Publicado 27/03/2025 10:38

A mortalidade por câncer colorretal caiu 20% nas últimas duas décadas

Archivo - Arquivo - Câncer de cólon
GETTY IMAGES/ISTOCKPHOTO / PETERSCHREIBER.MEDIA

MADRID 27 mar. (EUROPA PRESS) -

A taxa de mortalidade ajustada por idade do câncer colorretal na Espanha caiu de 37,9 para 30,4 casos por 100.000 pessoas por ano entre 2004 e 2022, o que representa uma redução anual de 1,2% e uma redução total de cerca de 20% nas últimas duas décadas.

Isso está refletido no infográfico "Câncer de cólon e reto na Espanha", publicado pela Rede Espanhola de Registros de Câncer (REDECAN) e pela Sociedade Espanhola de Oncologia Médica (SEOM) por ocasião do Dia Mundial do Câncer de Cólon, comemorado em 31 de março.

O câncer de cólon e reto é o câncer mais comum na população e representa 15,1% de todos os novos casos de câncer na população espanhola. Para cada dois casos de câncer de cólon e reto em mulheres, três casos são diagnosticados em homens.

Estima-se que em 2025 haverá 44.573 novos casos de câncer de cólon e reto, o que significa uma incidência de 85 casos por 100.000 pessoas, semelhante à de 2024, quando foram registrados 84,2 casos por 100.000 pessoas.

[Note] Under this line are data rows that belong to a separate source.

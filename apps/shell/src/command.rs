pub struct Command<'a> {
    pub name: &'a str,
    rest: &'a str,
}

impl<'a> Command<'a> {
    pub fn parse(line: &'a str) -> Option<Command<'a>> {
        let line = line.trim();
        if line.is_empty() {
            return None;
        }
        let (name, rest) = line.split_once(char::is_whitespace).unwrap_or((line, ""));
        Some(Command {
            name,
            rest: rest.trim_start(),
        })
    }

    pub fn args(&self) -> core::str::SplitWhitespace<'a> {
        self.rest.split_whitespace()
    }

    pub fn arg(&self, index: usize) -> Option<&'a str> {
        self.args().nth(index)
    }

    /// Everything after the command name, spacing preserved.
    pub fn text(&self) -> &'a str {
        self.rest
    }
}

/// Decimal, or hexadecimal with a `0x` prefix.
pub fn parse_number(text: &str) -> Option<usize> {
    match text.strip_prefix("0x").or_else(|| text.strip_prefix("0X")) {
        Some(hex) => usize::from_str_radix(hex, 16).ok(),
        None => text.parse().ok(),
    }
}
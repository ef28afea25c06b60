/// Something that can display one character at a time: a text console,
/// a serial port, a framebuffer font renderer.
pub trait CharSink: Send + Sync {
    fn put_char(&self, c: char);

    fn put_str(&self, s: &str) {
        for c in s.chars() {
            self.put_char(c);
        }
    }
}

/// Blocking character input, typically a keyboard driver.
/// Returns `None` once the source is exhausted and will never produce more.
pub trait CharSource {
    fn read_char(&mut self) -> Option<char>;
}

A taxa de sobrevivência líquida de cinco anos padronizada por idade para o período de 2008 a 2013 é de 63,1% para o câncer de cólon em homens e 63,9% em mulheres, enquanto para o câncer retal é de 60,4% em homens e 62,7% em mulheres.

A REDECAN e a SEOM lembraram que, embora certos fatores de risco não possam ser modificados, como a idade e a predisposição genética, um estilo de vida saudável pode ajudar a reduzir o risco de câncer de cólon e de reto.

Portanto, as duas organizações incentivaram as pessoas a evitar certos hábitos prejudiciais, como o fumo e o álcool, bem como a seguir uma dieta mediterrânea rica em frutas, legumes e grãos integrais e pobre em carnes vermelhas e processadas, a praticar exercícios e a evitar o excesso de peso.

Como essas ações só podem prevenir uma fração dos cânceres de cólon e reto, a REDECAN e a SEOM recomendaram a participação em programas de detecção precoce por meio de exames de sangue oculto nas fezes a cada dois anos entre as idades de 50 e 69 anos. Eles também alertaram que, se houver histórico familiar da doença, o médico avaliará se é necessária alguma outra medida.